Problem statement
Print, exactly as given, each line of the data from the line containing "external service calls." up to and including its last line.

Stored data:
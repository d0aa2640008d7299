//! Resilience patterns for external service calls.
//!
//! Exponential backoff with jitter, and timeout-bounded retry of transient
//! point store, output sink and transport failures.

mod backoff;
mod retry;

pub use backoff::{ExponentialBackoff, RetryPolicy};
pub use retry::{RetryError, TransientError, retry_transient, with_timeout};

Result for this exercise
//! Resilience patterns for external service calls.
//!
//! Exponential backoff with jitter, and timeout-bounded retry of transient
//! point store, output sink and transport failures.

mod backoff;
mod retry;

pub use backoff::{ExponentialBackoff, RetryPolicy};
pub use retry::{RetryError, TransientError, retry_transient, with_timeout};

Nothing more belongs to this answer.